■ Work request ■
Two lines in the listing below mark the span: one contains "filename crates/ecoscore/src/scoring/domain.rs" and one contains "pub fn with_material(mut". Reproduce both of them and everything between, exactly.

■ Source records ■
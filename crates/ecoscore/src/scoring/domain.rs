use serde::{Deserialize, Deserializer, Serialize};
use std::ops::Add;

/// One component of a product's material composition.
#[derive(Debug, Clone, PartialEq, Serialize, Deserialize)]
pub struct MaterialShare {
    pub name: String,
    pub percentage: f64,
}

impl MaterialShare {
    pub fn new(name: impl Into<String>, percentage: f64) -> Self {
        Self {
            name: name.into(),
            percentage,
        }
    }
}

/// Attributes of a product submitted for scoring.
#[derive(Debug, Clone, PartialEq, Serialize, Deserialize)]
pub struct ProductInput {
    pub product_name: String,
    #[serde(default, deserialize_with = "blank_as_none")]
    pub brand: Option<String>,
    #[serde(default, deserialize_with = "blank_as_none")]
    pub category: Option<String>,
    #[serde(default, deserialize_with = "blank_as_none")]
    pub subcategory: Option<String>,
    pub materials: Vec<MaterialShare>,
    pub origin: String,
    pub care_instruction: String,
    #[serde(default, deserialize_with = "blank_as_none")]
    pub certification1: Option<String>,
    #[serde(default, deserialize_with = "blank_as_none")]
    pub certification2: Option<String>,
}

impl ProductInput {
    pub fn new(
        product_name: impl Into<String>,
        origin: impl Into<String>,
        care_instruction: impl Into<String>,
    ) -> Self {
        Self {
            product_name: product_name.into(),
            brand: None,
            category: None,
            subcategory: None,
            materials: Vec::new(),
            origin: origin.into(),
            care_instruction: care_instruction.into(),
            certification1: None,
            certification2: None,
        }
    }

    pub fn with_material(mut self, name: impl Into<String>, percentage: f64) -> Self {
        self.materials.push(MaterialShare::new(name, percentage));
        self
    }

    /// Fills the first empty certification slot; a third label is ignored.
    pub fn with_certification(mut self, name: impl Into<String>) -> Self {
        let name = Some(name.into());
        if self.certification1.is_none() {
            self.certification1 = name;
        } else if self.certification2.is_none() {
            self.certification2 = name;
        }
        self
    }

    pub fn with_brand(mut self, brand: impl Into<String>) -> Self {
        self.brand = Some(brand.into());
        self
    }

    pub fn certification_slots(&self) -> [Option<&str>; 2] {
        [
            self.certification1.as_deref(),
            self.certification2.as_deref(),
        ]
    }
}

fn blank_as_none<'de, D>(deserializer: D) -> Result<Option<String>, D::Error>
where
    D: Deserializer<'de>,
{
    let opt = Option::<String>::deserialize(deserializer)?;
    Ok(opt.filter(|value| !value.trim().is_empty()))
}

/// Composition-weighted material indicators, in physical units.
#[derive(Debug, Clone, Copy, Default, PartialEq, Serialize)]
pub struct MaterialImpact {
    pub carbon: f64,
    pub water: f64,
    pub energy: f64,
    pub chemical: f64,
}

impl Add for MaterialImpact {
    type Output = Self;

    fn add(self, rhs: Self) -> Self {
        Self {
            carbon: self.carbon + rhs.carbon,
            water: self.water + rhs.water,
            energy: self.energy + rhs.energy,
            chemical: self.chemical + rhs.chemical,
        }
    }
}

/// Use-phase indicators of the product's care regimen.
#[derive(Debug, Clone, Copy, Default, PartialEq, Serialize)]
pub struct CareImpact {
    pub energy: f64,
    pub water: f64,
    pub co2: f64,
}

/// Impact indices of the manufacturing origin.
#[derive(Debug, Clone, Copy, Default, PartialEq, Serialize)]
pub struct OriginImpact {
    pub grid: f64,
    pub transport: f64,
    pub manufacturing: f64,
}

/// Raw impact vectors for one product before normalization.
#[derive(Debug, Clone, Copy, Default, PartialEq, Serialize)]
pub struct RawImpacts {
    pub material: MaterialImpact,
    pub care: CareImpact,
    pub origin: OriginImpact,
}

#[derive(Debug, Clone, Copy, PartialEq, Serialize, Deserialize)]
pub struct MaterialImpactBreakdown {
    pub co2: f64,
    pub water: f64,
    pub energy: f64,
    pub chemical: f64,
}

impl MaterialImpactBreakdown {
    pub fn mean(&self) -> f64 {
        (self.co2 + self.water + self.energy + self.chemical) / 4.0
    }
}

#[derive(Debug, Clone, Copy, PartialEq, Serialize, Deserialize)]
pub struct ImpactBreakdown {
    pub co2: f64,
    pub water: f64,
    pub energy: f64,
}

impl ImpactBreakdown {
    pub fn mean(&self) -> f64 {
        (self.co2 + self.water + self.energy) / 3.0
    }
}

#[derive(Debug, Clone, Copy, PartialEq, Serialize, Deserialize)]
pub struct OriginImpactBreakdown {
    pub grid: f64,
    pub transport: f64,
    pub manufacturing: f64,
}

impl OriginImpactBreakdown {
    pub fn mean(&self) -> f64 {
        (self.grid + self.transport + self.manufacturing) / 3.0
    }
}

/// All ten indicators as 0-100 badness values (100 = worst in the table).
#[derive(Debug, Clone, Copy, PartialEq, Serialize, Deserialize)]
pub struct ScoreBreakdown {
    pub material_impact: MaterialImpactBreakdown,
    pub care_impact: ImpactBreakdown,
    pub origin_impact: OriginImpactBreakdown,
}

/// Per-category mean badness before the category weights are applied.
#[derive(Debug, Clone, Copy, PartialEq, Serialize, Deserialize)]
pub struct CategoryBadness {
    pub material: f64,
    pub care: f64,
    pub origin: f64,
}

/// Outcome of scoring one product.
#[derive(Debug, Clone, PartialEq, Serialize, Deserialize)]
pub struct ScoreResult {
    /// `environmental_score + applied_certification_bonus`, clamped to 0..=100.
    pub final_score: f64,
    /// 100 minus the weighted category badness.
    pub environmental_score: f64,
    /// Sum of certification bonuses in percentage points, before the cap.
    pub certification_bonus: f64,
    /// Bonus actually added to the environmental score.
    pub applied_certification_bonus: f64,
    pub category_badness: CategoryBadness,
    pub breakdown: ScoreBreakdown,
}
==
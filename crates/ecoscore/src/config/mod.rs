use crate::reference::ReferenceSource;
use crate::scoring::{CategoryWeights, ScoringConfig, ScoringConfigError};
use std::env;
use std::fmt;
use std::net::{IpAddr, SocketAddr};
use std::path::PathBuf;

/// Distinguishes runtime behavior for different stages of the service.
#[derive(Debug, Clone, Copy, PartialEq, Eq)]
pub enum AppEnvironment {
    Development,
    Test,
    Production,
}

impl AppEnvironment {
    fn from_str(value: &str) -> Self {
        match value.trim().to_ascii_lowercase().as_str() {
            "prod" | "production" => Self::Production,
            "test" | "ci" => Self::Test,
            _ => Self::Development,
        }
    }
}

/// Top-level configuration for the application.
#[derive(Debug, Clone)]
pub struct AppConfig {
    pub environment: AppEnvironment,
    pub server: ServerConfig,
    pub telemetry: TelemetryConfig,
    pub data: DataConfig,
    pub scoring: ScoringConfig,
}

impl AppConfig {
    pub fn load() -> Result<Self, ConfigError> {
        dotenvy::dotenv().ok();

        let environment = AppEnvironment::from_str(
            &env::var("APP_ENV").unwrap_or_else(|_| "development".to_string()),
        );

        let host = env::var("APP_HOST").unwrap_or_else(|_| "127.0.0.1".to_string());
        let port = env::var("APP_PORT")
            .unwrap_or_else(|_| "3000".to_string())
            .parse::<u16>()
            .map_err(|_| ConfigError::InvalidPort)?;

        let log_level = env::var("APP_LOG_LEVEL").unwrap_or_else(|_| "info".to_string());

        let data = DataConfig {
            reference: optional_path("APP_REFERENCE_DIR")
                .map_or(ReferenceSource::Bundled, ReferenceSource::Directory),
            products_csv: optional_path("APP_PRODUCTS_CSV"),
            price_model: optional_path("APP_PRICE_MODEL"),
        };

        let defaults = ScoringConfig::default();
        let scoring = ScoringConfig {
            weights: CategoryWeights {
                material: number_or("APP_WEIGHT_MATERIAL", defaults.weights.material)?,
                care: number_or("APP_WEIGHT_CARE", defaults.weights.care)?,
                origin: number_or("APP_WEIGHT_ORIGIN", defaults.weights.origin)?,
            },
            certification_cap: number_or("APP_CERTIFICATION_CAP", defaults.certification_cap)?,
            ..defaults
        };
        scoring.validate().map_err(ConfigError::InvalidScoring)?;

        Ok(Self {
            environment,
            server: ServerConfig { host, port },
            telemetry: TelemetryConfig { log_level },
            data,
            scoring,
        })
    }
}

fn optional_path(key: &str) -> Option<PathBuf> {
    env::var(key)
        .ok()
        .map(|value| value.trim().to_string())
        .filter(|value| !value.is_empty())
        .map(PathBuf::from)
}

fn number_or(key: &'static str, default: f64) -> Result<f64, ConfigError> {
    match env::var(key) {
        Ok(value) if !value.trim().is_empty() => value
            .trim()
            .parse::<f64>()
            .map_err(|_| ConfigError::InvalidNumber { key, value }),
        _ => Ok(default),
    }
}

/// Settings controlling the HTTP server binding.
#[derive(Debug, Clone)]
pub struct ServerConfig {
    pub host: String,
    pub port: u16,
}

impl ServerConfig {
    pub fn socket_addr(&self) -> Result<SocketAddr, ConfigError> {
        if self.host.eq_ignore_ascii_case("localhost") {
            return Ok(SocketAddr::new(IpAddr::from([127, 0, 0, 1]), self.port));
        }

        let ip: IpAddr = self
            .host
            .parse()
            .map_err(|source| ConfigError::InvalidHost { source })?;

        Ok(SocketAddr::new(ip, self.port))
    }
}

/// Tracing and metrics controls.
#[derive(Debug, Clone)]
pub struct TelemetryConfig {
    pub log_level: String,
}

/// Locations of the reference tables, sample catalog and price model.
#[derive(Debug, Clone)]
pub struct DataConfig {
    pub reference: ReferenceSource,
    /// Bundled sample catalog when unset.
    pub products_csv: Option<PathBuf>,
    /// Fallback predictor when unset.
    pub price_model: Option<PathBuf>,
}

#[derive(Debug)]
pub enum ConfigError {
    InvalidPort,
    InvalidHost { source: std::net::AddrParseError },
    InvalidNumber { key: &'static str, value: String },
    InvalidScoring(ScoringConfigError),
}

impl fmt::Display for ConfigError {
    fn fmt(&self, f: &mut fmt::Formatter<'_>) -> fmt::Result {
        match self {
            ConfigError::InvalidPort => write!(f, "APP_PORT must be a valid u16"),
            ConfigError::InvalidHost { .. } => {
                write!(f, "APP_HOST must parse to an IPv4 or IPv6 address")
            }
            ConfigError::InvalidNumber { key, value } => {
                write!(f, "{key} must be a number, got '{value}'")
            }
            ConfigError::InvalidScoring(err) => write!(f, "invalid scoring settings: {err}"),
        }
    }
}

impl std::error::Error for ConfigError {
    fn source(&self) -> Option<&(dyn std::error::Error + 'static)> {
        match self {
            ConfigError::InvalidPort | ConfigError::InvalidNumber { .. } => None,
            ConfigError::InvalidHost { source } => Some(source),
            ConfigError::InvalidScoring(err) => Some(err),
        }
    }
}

■ Task result ■
filename crates/ecoscore/src/scoring/domain.rs
use serde::{Deserialize, Deserializer, Serialize};
use std::ops::Add;

/// One component of a product's material composition.
#[derive(Debug, Clone, PartialEq, Serialize, Deserialize)]
pub struct MaterialShare {
    pub name: String,
    pub percentage: f64,
}

impl MaterialShare {
    pub fn new(name: impl Into<String>, percentage: f64) -> Self {
        Self {
            name: name.into(),
            percentage,
        }
    }
}

/// Attributes of a product submitted for scoring.
#[derive(Debug, Clone, PartialEq, Serialize, Deserialize)]
pub struct ProductInput {
    pub product_name: String,
    #[serde(default, deserialize_with = "blank_as_none")]
    pub brand: Option<String>,
    #[serde(default, deserialize_with = "blank_as_none")]
    pub category: Option<String>,
    #[serde(default, deserialize_with = "blank_as_none")]
    pub subcategory: Option<String>,
    pub materials: Vec<MaterialShare>,
    pub origin: String,
    pub care_instruction: String,
    #[serde(default, deserialize_with = "blank_as_none")]
    pub certification1: Option<String>,
    #[serde(default, deserialize_with = "blank_as_none")]
    pub certification2: Option<String>,
}

impl ProductInput {
    pub fn new(
        product_name: impl Into<String>,
        origin: impl Into<String>,
        care_instruction: impl Into<String>,
    ) -> Self {
        Self {
            product_name: product_name.into(),
            brand: None,
            category: None,
            subcategory: None,
            materials: Vec::new(),
            origin: origin.into(),
            care_instruction: care_instruction.into(),
            certification1: None,
            certification2: None,
        }
    }

    pub fn with_material(mut self, name: impl Into<String>, percentage: f64) -> Self {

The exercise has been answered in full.